Comparing these two MRI sequences: SPGR has higher signal to noise ratio than ZTE, and stronger cortical bone to soft tissue contrast. However, ligaments can appear similar to cortical bone in SPGR, more so than on ZTE. Also, the readout used with ZTE is more robust to patient motion, so certain levels such as L1 and L2 are more prone to motion artifacts than L3 and below. Since ZTE has been shown to be a robust alternative to CT for imaging of cortical bone without the use of ionizing radiation offering the advantages of rapid examination times, silent scanning, and artifact resistance. ⁸

When comparing ZTE and SPGR it has been shown that for example in the knee ZTE improved the assessment of osseous abnormalities in comparison to SPGR. ¹⁵ Further, high intramodality and interrater agreement between ZTE MRI and CT were also found when evaluating cervical neuroforaminal stenosis, lumbar degenerative changes, and sacroiliac joint and structural lesions. ¹⁶ In addition, ZTE MRI can be used to evaluate ossification of the posterior longitudinal ligament of the spine.^9,17,18 Offering similar bony reconstructions as 3D CT reconstructions is a significant advantage of ZTE and SPGR. However, a previous limitation of these 2 types of MRI has been that they did not provide quantitative Hounsfield Unit (HU) maps. ¹⁹ This issue has been addressed in our study by converting the MRI sequences into HU.

For example, combining the essential information of bony structures as well as soft-tissue details in 1 image for intraoperative navigation has been tried before by combining preoperative CT and MRI Images however, the acquisition of a CT scan and, therefore, exposure to ionizing radiation remained. ¹ During the robotic placement of pedicle screws with navigation using MRI images, the procedure now provides not only accurate bony information but also details about surrounding soft tissues such as vessels. This added dimension of information is instrumental in preventing inadvertent injury to these critical structures during the surgical intervention. Therefore, combining the strengths of conventional MRI, soft-tissue contrast, and ZTE-MRI, cortical bone detail, the benefits associated with acquisition of concurrent CT imaging data may no longer outweigh its costs including ionizing radiation exposure in some cases. ⁹

The maximum translational error tolerance for image guided screw placement was found in a mathematical model to be 1 mm for each spine level in our study a deviation of actual postoperative screw placement to the planed trajectories based on MRI was on average 0.25 mm. ²⁰ In addition, a pedicle breach up to 2 mm is considered as safe and acceptable by some reports, whereas all our MRI based navigated screws were positioned with a maximal deviation of 1.3 mm. ²¹

However, we had a limited sample size, involving only 1 cadaver, thereby restricting the generalizability of findings to the broader lumbar spine surgery population. The experimental conditions of the preoperative imaging as well as the surgery did not replicate normal surgical circumstances, including respiration potentially leading to more inaccuracy of the acquired images.

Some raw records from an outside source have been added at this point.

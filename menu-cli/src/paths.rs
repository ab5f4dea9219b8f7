//! Platform-specific directory paths.
//!
//! Uses XDG on Linux, standard locations on macOS/Windows.

use std::fs;
use std::io;
use std::path::Path;
use std::path::PathBuf;

use directories::ProjectDirs;

const QUALIFIER: &str = "dev";
const ORGANIZATION: &str = "menu";
const APPLICATION: &str = "menu";

const LATEST_LOG: &str = "latest.log";
const ARCHIVE_PREFIX: &str = "menu-";

/// Get project directories, or None if home directory cannot be determined.
fn project_dirs() -> Option<ProjectDirs> {
    ProjectDirs::from(QUALIFIER, ORGANIZATION, APPLICATION)
}

/// Get the cache directory, where logs are written.
///
/// - Linux: `$XDG_CACHE_HOME/menu` or `~/.cache/menu`
/// - macOS: `~/Library/Caches/dev.menu.menu`
/// - Windows: `C:\Users\<User>\AppData\Local\menu\menu\cache`
pub fn cache_dir() -> Option<PathBuf> {
    project_dirs().map(|dirs| dirs.cache_dir().to_path_buf())
}

/// Get the config directory.
///
/// - Linux: `$XDG_CONFIG_HOME/menu` or `~/.config/menu`
/// - macOS: `~/Library/Application Support/dev.menu.menu`
/// - Windows: `C:\Users\<User>\AppData\Roaming\menu\menu\config`
pub fn config_dir() -> Option<PathBuf> {
    project_dirs().map(|dirs| dirs.config_dir().to_path_buf())
}

/// Get the path to the config file.
pub fn config_file() -> Option<PathBuf> {
    config_dir().map(|dir| dir.join("config.toml"))
}

/// Get the path to the log file of the current run.
pub fn log_file() -> Option<PathBuf> {
    cache_dir().map(|dir| dir.join(LATEST_LOG))
}

/// Archived logs kept next to `latest.log`.
pub const KEPT_LOGS: usize = 25;

/// Moves `latest.log` in `dir` aside as `menu-<timestamp>.log` and prunes
/// archives beyond the newest `keep`.
///
/// Archive names sort by creation time, so pruning goes by name.
pub fn rotate_logs(dir: &Path, keep: usize) -> io::Result<()> {
    let latest = dir.join(LATEST_LOG);
    if latest.exists() {
        let stamp = chrono::Local::now().format("%Y%m%d-%H%M%S%.3f");
        fs::rename(&latest, dir.join(format!("{}{}.log", ARCHIVE_PREFIX, stamp)))?;
    }

    let mut archives: Vec<PathBuf> = fs::read_dir(dir)?
        .filter_map(|entry| entry.ok().map(|e| e.path()))
        .filter(|path| is_archive(path))
        .collect();
    archives.sort();

    let excess = archives.len().saturating_sub(keep);
    for old in &archives[..excess] {
        fs::remove_file(old)?;
    }
    Ok(())
}

fn is_archive(path: &Path) -> bool {
    path.file_name()
        .and_then(|name| name.to_str())
        .is_some_and(|name| name.starts_with(ARCHIVE_PREFIX) && name.ends_with(".log"))
}

#[cfg(test)]
mod tests {
    use super::*;

    fn scratch_dir(name: &str) -> PathBuf {
        let dir = std::env::temp_dir()
            .join(format!("menu-paths-{}-{}", name, std::process::id()));
        let _ = fs::remove_dir_all(&dir);
        fs::create_dir_all(&dir).unwrap();
        dir
    }

    #[test]
    fn test_rotate_archives_latest() {
        let dir = scratch_dir("archive");
        fs::write(dir.join(LATEST_LOG), "previous run").unwrap();

        rotate_logs(&dir, KEPT_LOGS).unwrap();

        assert!(!dir.join(LATEST_LOG).exists());
        let archived: Vec<_> = fs::read_dir(&dir).unwrap().map(|e| e.unwrap().path()).collect();
        assert_eq!(archived.len(), 1);
        assert!(is_archive(&archived[0]));
        fs::remove_dir_all(&dir).unwrap();
    }

    #[test]
    fn test_rotate_prunes_oldest_archives() {
        let dir = scratch_dir("prune");
        for day in 1..=4 {
            fs::write(dir.join(format!("menu-2026010{}-000000.000.log", day)), "").unwrap();
        }
        fs::write(dir.join("notes.txt"), "").unwrap();

        rotate_logs(&dir, 2).unwrap();

        let mut left: Vec<String> = fs::read_dir(&dir)
            .unwrap()
            .map(|e| e.unwrap().file_name().to_string_lossy().into_owned())
            .collect();
        left.sort();
        assert_eq!(
            left,
            vec![
                "menu-20260103-000000.000.log",
                "menu-20260104-000000.000.log",
                "notes.txt",
            ]
        );
        fs::remove_dir_all(&dir).unwrap();
    }
}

Future studies should create validation for inpatient navigation involving the cervical and thoracic spine as well as the MRIs application in patients with previous spinal instrumentation in context of revision surgery. Further investigation should focus on the benefits of visualizing the surrounding soft-tissue besides the accuracy of bony structures while navigating more complex surgical steps in close distance to critical structures.

Conclusion

Preoperative ZTE and SPGR MRI can be successfully registered for intraoperative navigation and robotic-assisted pedicle screw placement and potentially representing a radiation-free equivalent to preoperative CT. The outcomes of our cadaver study suggest that the accuracy of robotic navigation using MRI is sufficient. Our findings represent a step towards radiation-free spine surgery, emphasizing the potential using of MR-images in elevating the safety and precision of spinal interventions. However, further investigation is required to assess application in patients.